Un ressortissant français privé de liberté au Sénégal en raison de son orientation sexuelle
Les autorités françaises sont en contact permanent avec la famille d’un ressortissant français détenu au Sénégal depuis le 14 février 2026. L’homme, âgé de 35 ans, a été interpellé dans le cadre d’une vaste opération policière ciblant les personnes LGBT+. Les chefs d’accusation retenus contre lui incluent des actes contraires à l’ordre public, association de malfaiteurs, blanchiment de capitaux ainsi que la tentative de transmission volontaire du VIH.
Une source diplomatique de haut niveau confirme que l’ambassade de France à Dakar suit de très près l’évolution de ce dossier. Le consulat français, chargé de la protection consulaire, a déjà pu rendre visite au détenu à quatre reprises.
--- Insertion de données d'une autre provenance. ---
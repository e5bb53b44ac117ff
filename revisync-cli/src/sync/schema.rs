//! Typed table schemas
//!
//! Table schemas arrive as JSON-schema documents. They are parsed once into a
//! [`SchemaNode`] tree so that reference extraction and row validation are
//! plain recursive walks over a closed set of node kinds.

use serde_json::Value;
use std::collections::BTreeSet;

/// Key marking a string field as a reference to another table's row id
pub const FOREIGN_KEY_MARKER: &str = "foreignKey";

#[derive(Debug, Clone, PartialEq)]
pub enum SchemaNode {
    Object {
        properties: Vec<(String, SchemaNode)>,
    },
    Array {
        items: Box<SchemaNode>,
    },
    String {
        foreign_key: Option<String>,
    },
    Number,
    Integer,
    Boolean,
    /// `$ref` to a shared schema (files, row metadata, ...)
    Ref {
        reference: String,
    },
    /// Anything without a recognizable `type`
    Unknown,
}

impl SchemaNode {
    pub fn from_value(value: &Value) -> Self {
        if let Some(reference) = value.get("$ref").and_then(Value::as_str) {
            return Self::Ref {
                reference: reference.to_string(),
            };
        }

        match value.get("type").and_then(Value::as_str) {
            Some("object") => {
                let properties = value
                    .get("properties")
                    .and_then(Value::as_object)
                    .map(|props| {
                        props
                            .iter()
                            .map(|(name, node)| (name.clone(), Self::from_value(node)))
                            .collect()
                    })
                    .unwrap_or_default();
                Self::Object { properties }
            }
            Some("array") => Self::Array {
                items: Box::new(
                    value
                        .get("items")
                        .map(Self::from_value)
                        .unwrap_or(Self::Unknown),
                ),
            },
            Some("string") => Self::String {
                foreign_key: value
                    .get(FOREIGN_KEY_MARKER)
                    .and_then(Value::as_str)
                    .filter(|t| !t.is_empty())
                    .map(String::from),
            },
            Some("number") => Self::Number,
            Some("integer") => Self::Integer,
            Some("boolean") => Self::Boolean,
            _ => Self::Unknown,
        }
    }

    /// Visit every node depth-first together with its property path
    pub fn walk<'a>(&'a self, visit: &mut impl FnMut(&[&'a str], &'a SchemaNode)) {
        let mut path = Vec::new();
        self.walk_inner(&mut path, visit);
    }

    fn walk_inner<'a>(
        &'a self,
        path: &mut Vec<&'a str>,
        visit: &mut impl FnMut(&[&'a str], &'a SchemaNode),
    ) {
        visit(path.as_slice(), self);
        match self {
            Self::Object { properties } => {
                for (name, child) in properties {
                    path.push(name);
                    child.walk_inner(path, visit);
                    path.pop();
                }
            }
            Self::Array { items } => {
                path.push("[]");
                items.walk_inner(path, visit);
                path.pop();
            }
            _ => {}
        }
    }

    /// Tables referenced anywhere in this tree
    pub fn foreign_keys(&self) -> BTreeSet<String> {
        let mut targets = BTreeSet::new();
        self.walk(&mut |_, node| {
            if let Self::String {
                foreign_key: Some(table),
            } = node
            {
                targets.insert(table.clone());
            }
        });
        targets
    }

    /// Structural check of a value against this node
    ///
    /// Only JSON types are checked; unknown nodes and refs accept anything.
    /// Object properties missing from the value are accepted, extra ones too.
    pub fn accepts(&self, value: &Value) -> bool {
        match self {
            Self::Object { properties } => match value.as_object() {
                Some(map) => properties.iter().all(|(name, node)| match map.get(name) {
                    Some(v) => node.accepts(v),
                    None => true,
                }),
                None => false,
            },
            Self::Array { items } => match value.as_array() {
                Some(values) => values.iter().all(|v| items.accepts(v)),
                None => false,
            },
            Self::String { .. } => value.is_string(),
            Self::Number => value.is_number(),
            Self::Integer => value.is_i64() || value.is_u64(),
            Self::Boolean => value.is_boolean(),
            Self::Ref { .. } | Self::Unknown => true,
        }
    }
}

/// A table id with its parsed schema
#[derive(Debug, Clone, PartialEq)]
pub struct TableSchema {
    pub table_id: String,
    pub schema: SchemaNode,
}

impl TableSchema {
    pub fn new(table_id: impl Into<String>, raw: &Value) -> Self {
        Self {
            table_id: table_id.into(),
            schema: SchemaNode::from_value(raw),
        }
    }

    pub fn foreign_keys(&self) -> BTreeSet<String> {
        self.schema.foreign_keys()
    }
}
Ces échanges réguliers permettent d’assurer un suivi rigoureux de sa situation judiciaire et sanitaire.
Paris exprime son soutien à son ressortissant et dénonce la répression accrue des droits LGBT+
Les services du ministère de l’Europe et des Affaires étrangères maintiennent un dialogue constant avec les proches de l’intéressé. Ils rappellent que toute personne détenue à l’étranger bénéficie du soutien inconditionnel de l’État français, quelles que soient les circonstances de son arrestation.
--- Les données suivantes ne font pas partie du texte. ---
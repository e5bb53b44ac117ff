//! Project data models shared by clients, sources and the sync engine

use serde::{Deserialize, Serialize};
use serde_json::{Map, Value};

/// Organization / project / branch triple identifying a branch
#[derive(Debug, Clone, PartialEq, Eq, Serialize, Deserialize)]
pub struct ProjectRef {
    pub organization: String,
    pub project: String,
    pub branch: String,
}

impl std::fmt::Display for ProjectRef {
    fn fmt(&self, f: &mut std::fmt::Formatter<'_>) -> std::fmt::Result {
        write!(f, "{}/{}/{}", self.organization, self.project, self.branch)
    }
}

/// Revision ids of a branch
#[derive(Debug, Clone, PartialEq, Eq, Serialize, Deserialize)]
#[serde(rename_all = "camelCase")]
pub struct BranchRevisions {
    /// Latest committed, immutable revision
    pub head_revision_id: String,
    /// Mutable revision accumulating uncommitted changes
    pub draft_revision_id: String,
}

/// Table listed in a revision
#[derive(Debug, Clone, PartialEq, Eq, Serialize, Deserialize)]
pub struct TableInfo {
    pub id: String,
}

/// A single row: unique id within its table plus its JSON payload
#[derive(Debug, Clone, PartialEq, Serialize, Deserialize)]
pub struct RowRecord {
    pub id: String,
    pub data: Value,
}

impl RowRecord {
    pub fn new(id: impl Into<String>, data: Value) -> Self {
        Self {
            id: id.into(),
            data,
        }
    }
}

/// Created revision
#[derive(Debug, Clone, PartialEq, Eq, Serialize, Deserialize)]
pub struct RevisionInfo {
    pub id: String,
}

/// Kind of schema change carried by a migration
#[derive(Debug, Clone, Copy, PartialEq, Eq, Serialize, Deserialize)]
#[serde(rename_all = "lowercase")]
pub enum ChangeType {
    Init,
    Update,
    Rename,
    Remove,
}

impl ChangeType {
    pub fn label(&self) -> &'static str {
        match self {
            Self::Init => "init",
            Self::Update => "update",
            Self::Rename => "rename",
            Self::Remove => "remove",
        }
    }
}

/// A replay-safe schema change
///
/// Only the identifying fields are typed; the rest of the payload (schema,
/// patches, new table id, ...) is carried through untouched.
#[derive(Debug, Clone, PartialEq, Serialize, Deserialize)]
#[serde(rename_all = "camelCase")]
pub struct Migration {
    pub id: String,
    #[serde(default, skip_serializing_if = "Option::is_none")]
    pub hash: Option<String>,
    pub change_type: ChangeType,
    pub table_id: String,
    #[serde(flatten)]
    pub payload: Map<String, Value>,
}

/// Outcome status reported by the backend for one migration
#[derive(Debug, Clone, Copy, PartialEq, Eq, Serialize, Deserialize)]
#[serde(rename_all = "lowercase")]
pub enum MigrationStatus {
    Applied,
    Skipped,
    Failed,
}

/// Result of applying one migration
#[derive(Debug, Clone, PartialEq, Eq, Serialize, Deserialize)]
pub struct MigrationResult {
    pub id: String,
    pub status: MigrationStatus,
    #[serde(default)]
    pub error: Option<String>,
}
Une loi sénégalaise qui alourdit les peines pour les relations homosexuelles
Le 31 mars dernier, le gouvernement sénégalais a adopté une législation radicalisant le traitement juridique des relations entre personnes de même sexe. Les peines encourues sont désormais comprises entre cinq et dix ans d’emprisonnement, assorties d’amendes pouvant atteindre 15 000 euros. Cette réforme, portée par le Premier ministre Ousmane Sonko, vise à clarifier la notion d’« actes contre nature », jusqu’alors peu définie dans le code pénal.
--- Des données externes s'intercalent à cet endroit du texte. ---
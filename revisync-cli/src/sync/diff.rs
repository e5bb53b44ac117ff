//! Row diffing: decide create / update / skip per row

use log::warn;
use serde_json::Value;
use std::collections::{HashMap, HashSet};

use crate::api::RowRecord;

/// Current target rows of one table, by id
pub type TargetRowIndex = HashMap<String, Value>;

pub fn build_index(rows: Vec<RowRecord>) -> TargetRowIndex {
    rows.into_iter().map(|row| (row.id, row.data)).collect()
}

/// Partition of one table's input rows
///
/// Every distinct input id lands in exactly one list, in input order; repeats
/// of an id are only counted. Ids only present in the target are ignored:
/// nothing is ever deleted.
#[derive(Debug, Clone, Default, PartialEq)]
pub struct SyncPlan<'a> {
    pub to_create: Vec<&'a RowRecord>,
    pub to_update: Vec<&'a RowRecord>,
    pub to_skip: Vec<&'a RowRecord>,
    pub duplicates: usize,
}

impl<'a> SyncPlan<'a> {
    pub fn build(rows: &'a [RowRecord], index: &TargetRowIndex) -> Self {
        let mut plan = SyncPlan::default();
        let mut seen: HashSet<&str> = HashSet::with_capacity(rows.len());

        for row in rows {
            if !seen.insert(row.id.as_str()) {
                warn!("Row id '{}' appears more than once, using the first", row.id);
                plan.duplicates += 1;
                continue;
            }
            match index.get(&row.id) {
                None => plan.to_create.push(row),
                Some(current) if same_value(current, &row.data) => plan.to_skip.push(row),
                Some(_) => plan.to_update.push(row),
            }
        }

        plan
    }
}

/// Deep JSON equality where numbers compare by value, so `1` equals `1.0`
pub fn same_value(a: &Value, b: &Value) -> bool {
    match (a, b) {
        (Value::Number(x), Value::Number(y)) => match (x.as_i64(), y.as_i64()) {
            (Some(x), Some(y)) => x == y,
            _ => match (x.as_u64(), y.as_u64()) {
                (Some(x), Some(y)) => x == y,
                _ => x.as_f64() == y.as_f64(),
            },
        },
        (Value::Array(x), Value::Array(y)) => {
            x.len() == y.len() && x.iter().zip(y).all(|(x, y)| same_value(x, y))
        }
        (Value::Object(x), Value::Object(y)) => {
            x.len() == y.len()
                && x.iter()
                    .all(|(key, x)| y.get(key).is_some_and(|y| same_value(x, y)))
        }
        _ => a == b,
    }
}

/// Number of calls needed for `rows` rows in batches of `batch_size`
pub fn batch_count(rows: usize, batch_size: usize) -> usize {
    rows.div_ceil(batch_size.max(1))
}

/// Split rows into owned, consecutive batches of at most `batch_size`
pub fn chunk_rows(rows: &[&RowRecord], batch_size: usize) -> Vec<Vec<RowRecord>> {
    rows.chunks(batch_size.max(1))
        .map(|chunk| chunk.iter().map(|row| (*row).clone()).collect())
        .collect()
}

#[cfg(test)]
mod tests {
    use super::*;
    use serde_json::json;

    fn rows(specs: &[(&str, Value)]) -> Vec<RowRecord> {
        specs
            .iter()
            .map(|(id, data)| RowRecord::new(*id, data.clone()))
            .collect()
    }

    fn ids(list: &[&RowRecord]) -> Vec<String> {
        list.iter().map(|r| r.id.clone()).collect()
    }

    #[test]
    fn test_classification() {
        let input = rows(&[
            ("new", json!({"a": 1})),
            ("same", json!({"a": 1, "b": [1, 2]})),
            ("changed", json!({"a": 2})),
        ]);
        let index = build_index(rows(&[
            ("same", json!({"b": [1, 2], "a": 1})),
            ("changed", json!({"a": 1})),
            ("target-only", json!({})),
        ]));

        let plan = SyncPlan::build(&input, &index);
        assert_eq!(ids(&plan.to_create), vec!["new"]);
        assert_eq!(ids(&plan.to_update), vec!["changed"]);
        assert_eq!(ids(&plan.to_skip), vec!["same"]);
    }

    #[test]
    fn test_equality_is_structural() {
        let input = rows(&[("x", json!({"nested": {"list": [{"k": null}], "n": 1.5}}))]);
        let index = build_index(rows(&[("x", json!({"nested": {"n": 1.5, "list": [{"k": null}]}}))]));

        let plan = SyncPlan::build(&input, &index);
        assert_eq!(plan.to_skip.len(), 1);
        assert!(plan.to_create.is_empty() && plan.to_update.is_empty());

        let changed = build_index(rows(&[("x", json!({"nested": {"n": 1.5, "list": []}}))]));
        assert_eq!(SyncPlan::build(&input, &changed).to_update.len(), 1);
    }

    #[test]
    fn test_integral_floats_equal_integers() {
        let input = rows(&[("x", json!({"value": 1.0, "list": [2.0, {"k": 0.0}]}))]);
        let index = build_index(rows(&[("x", json!({"value": 1, "list": [2, {"k": 0}]}))]));
        assert_eq!(SyncPlan::build(&input, &index).to_skip.len(), 1);

        assert!(same_value(&json!(u64::MAX), &json!(u64::MAX)));
        assert!(!same_value(&json!(1.5), &json!(1)));
        assert!(!same_value(&json!(1), &json!("1")));
        assert!(!same_value(&json!({"a": 1}), &json!({"a": 1, "b": 1})));
    }

    #[test]
    fn test_partition_covers_input_exactly() {
        let input: Vec<RowRecord> = (0..50)
            .map(|i| RowRecord::new(format!("r{}", i), json!({"v": i % 7})))
            .collect();
        let index: TargetRowIndex = (0..80)
            .filter(|i| i % 3 != 0)
            .map(|i| (format!("r{}", i), json!({"v": i % 5})))
            .collect();

        let plan = SyncPlan::build(&input, &index);

        let all: Vec<String> = ids(&plan.to_create)
            .into_iter()
            .chain(ids(&plan.to_update))
            .chain(ids(&plan.to_skip))
            .collect();
        let unique: HashSet<&String> = all.iter().collect();
        let expected: HashSet<String> = input.iter().map(|r| r.id.clone()).collect();

        assert_eq!(all.len(), input.len());
        assert_eq!(unique.len(), all.len());
        assert_eq!(unique.into_iter().cloned().collect::<HashSet<_>>(), expected);
        assert_eq!(plan.duplicates, 0);
    }

    #[test]
    fn test_plan_preserves_input_order() {
        let input = rows(&[("c", json!(1)), ("a", json!(1)), ("b", json!(1))]);
        let plan = SyncPlan::build(&input, &TargetRowIndex::new());
        assert_eq!(ids(&plan.to_create), vec!["c", "a", "b"]);
    }

    #[test]
    fn test_duplicate_input_ids_counted_once() {
        let input = rows(&[("a", json!(1)), ("a", json!(2))]);
        let plan = SyncPlan::build(&input, &TargetRowIndex::new());
        assert_eq!(plan.to_create.len(), 1);
        assert_eq!(plan.to_create[0].data, json!(1));
        assert_eq!(plan.duplicates, 1);
    }

    #[test]
    fn test_batch_count_is_ceiling() {
        assert_eq!(batch_count(0, 10), 0);
        assert_eq!(batch_count(1, 10), 1);
        assert_eq!(batch_count(10, 10), 1);
        assert_eq!(batch_count(11, 10), 2);
        assert_eq!(batch_count(250, 100), 3);
        assert_eq!(batch_count(7, 1), 7);
    }

    #[test]
    fn test_chunk_rows_preserves_order() {
        let input = rows(&[("1", json!(1)), ("2", json!(2)), ("3", json!(3))]);
        let refs: Vec<&RowRecord> = input.iter().collect();
        let chunks = chunk_rows(&refs, 2);

        assert_eq!(chunks.len(), 2);
        assert_eq!(chunks[0].iter().map(|r| r.id.as_str()).collect::<Vec<_>>(), vec!["1", "2"]);
        assert_eq!(chunks[1][0].id, "3");
    }
}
Cette initiative a suscité de vives réactions sur la scène internationale. Le Haut-Commissariat des Nations Unies aux droits de l’homme a qualifié cette mesure de « profondément préoccupante », soulignant qu’elle « viole les droits fondamentaux des individus ».
« Tout acte sexuel ou à caractère sexuel entre deux personnes de même sexe constitue un acte contre nature. Nous allons donc le définir, car il n’y avait pas de définition claire auparavant. »
Face à cette escalade répressive, le ministère français des Affaires étrangères a réaffirmé, dans un communiqué officiel, son attachement indéfectible aux droits humains universels. Il rappelle également l’engagement de la France en faveur de la dépénalisation de l’homosexualité à l’échelle mondiale et de la protection des personnes LGBT+ victimes de discriminations.
« La France apporte son soutien total à toutes les personnes persécutées en raison de leur orientation sexuelle ou de leur identité de genre, où qu’elles se trouvent dans le monde. Cette loi sénégalaise met en danger des vies et ne doit pas rester sans réponse », a déclaré une source gouvernementale sous couvert d’anonymat.
Un contexte régional marqué par une montée des discriminations anti-LGBT+
Plusieurs observateurs locaux rapportent une hausse significative des arrestations ciblées depuis l’entrée en vigueur de cette loi. Les médias sénégalais évoquent désormais des dizaines de nouvelles interpellations quotidiennes, souvent relayées sans preuve tangible, alimentant un climat de suspicion généralisée.
Cette situation rappelle les tensions observées dans d’autres pays africains ces dernières années, où les droits des minorités sexuelles sont régulièrement remis en cause. Les organisations de défense des droits humains tirent la sonnette d’alarme, craignant une criminalisation accrue de l’homosexualité sur le continent.